Dawn had an odd habit when she opened a new pack of cigarettes. She would take one out, and turn it around so it was tobacco up in the pack. “That’s the one that’s going to kill me”, she’d say ironically. I never did find out where that came from or what it meant. It isn’t what killed her though. I was the one they called late one night when Dawn got sick. I drove like a mad thing with my dying friend in the back seat to a now-closed hospital near downtown. She was diagnosed as being in acidic ketoacidosis, and they barely saved her life. In the days after that near-death experience we all learned about managing Type 2 Diabetes. Sugar really is in everything, and it was maddening for me to realize how much of our food is contaminated with it. I kept orange juice in my fridge for her emergencies, and learned how to find cheap needles and insulin and how to give a shot.

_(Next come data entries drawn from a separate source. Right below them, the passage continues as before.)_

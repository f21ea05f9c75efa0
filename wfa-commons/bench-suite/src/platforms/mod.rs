/// A measurement result from a benchmark.
#[derive(Clone, Copy, Debug)]
pub struct Measurement {
    /// Elapsed time in microseconds.
    pub micros: f64,
}

/// Abstracts the host's clock and output so the suite body stays
/// platform-neutral.
pub trait BenchmarkHost {
    /// The type representing a point in time.
    type TimePoint: Copy;

    /// Returns the current time point.
    fn now() -> Self::TimePoint;

    /// Calculates the duration between `start` and now.
    fn measure(start: Self::TimePoint) -> Measurement;

    /// Prints a result line.
    fn print(s: &str);

    /// Returns a human-readable name of the platform.
    fn platform_name() -> &'static str;
}

mod native;
pub use native::Platform;
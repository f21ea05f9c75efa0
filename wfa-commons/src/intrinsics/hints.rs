// =============================================================================
// Cache and Branch Hints
// =============================================================================
//
// Hints never change results. Where the target has no matching instruction
// they compile to nothing.

#[cfg(all(target_arch = "x86_64", target_feature = "sse"))]
use core::arch::x86_64::{_mm_prefetch, _MM_HINT_T0};

/// Prefetch the cache line holding `ptr` into L1.
///
/// The pointer is never dereferenced, so dangling or null pointers are fine.
/// Supported architectures:
/// - x86_64: SSE `PREFETCHT0`
/// - aarch64: `PRFM PLDL1KEEP`
/// - arm (v7): `PLD` via inline assembly
/// - others: no-op
#[inline(always)]
pub fn prefetch_l1(ptr: *const u8) {
    #[cfg(all(target_arch = "x86_64", target_feature = "sse"))]
    unsafe {
        _mm_prefetch::<_MM_HINT_T0>(ptr as *const i8);
    }

    #[cfg(target_arch = "aarch64")]
    unsafe {
        core::arch::asm!("prfm pldl1keep, [{0}]", in(reg) ptr, options(readonly, nostack, preserves_flags));
    }

    #[cfg(all(target_arch = "arm", target_feature = "v7"))]
    unsafe {
        core::arch::asm!("pld [{0}]", in(reg) ptr, options(readonly, nostack, preserves_flags));
    }

    #[cfg(not(any(
        all(target_arch = "x86_64", target_feature = "sse"),
        target_arch = "aarch64",
        all(target_arch = "arm", target_feature = "v7")
    )))]
    {
        let _ = ptr;
    }
}

/// Prefetch the cache line holding `value`.
#[inline(always)]
pub fn prefetch_ref<T>(value: &T) {
    prefetch_l1((value as *const T).cast::<u8>());
}

#[inline(always)]
#[cold]
fn cold_path() {}

/// Hint that `b` is usually `true`. Returns `b`.
#[inline(always)]
pub fn likely(b: bool) -> bool {
    if !b {
        cold_path();
    }
    b
}

/// Hint that `b` is usually `false`. Returns `b`.
#[inline(always)]
pub fn unlikely(b: bool) -> bool {
    if b {
        cold_path();
    }
    b
}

Our paths took us in different directions. I got married, and had kids and moved to the suburbs. Dawn and her fella moved to New York to pursue art and music and we lost touch. I found her again via Facebook a few years ago, alone now, and living out in California. We got to talk on the phone and had a few great conversations. She was in touch with her son, though the grace of the adopting parents. It was great to hear that – I know that decision had given her a lot of pain. It was all that sugar that she had ingested back while pregnant that had started her road to diabetes. She still had the knack of meeting famous people. She had segued from musicians and actors to comedians at that point. She still looked great in black. Dawn died a couple of years ago, from complications of Diabetes. She was just shy of 50 when she passed, but in my mind Dawn is forever in her late 20’s, grinning at me in a dark loud bar over a cigarette, tipping her head back and saying “Hey” in her raspy cool voice with a hint of secrets never revealed.
Little Dawn. So many memories in that piece. Miss her still. Thank you for this, loved it.
Thanks Jane, yes a lot of memories… I will at some point write about the actual fall from the horse, just not sure when.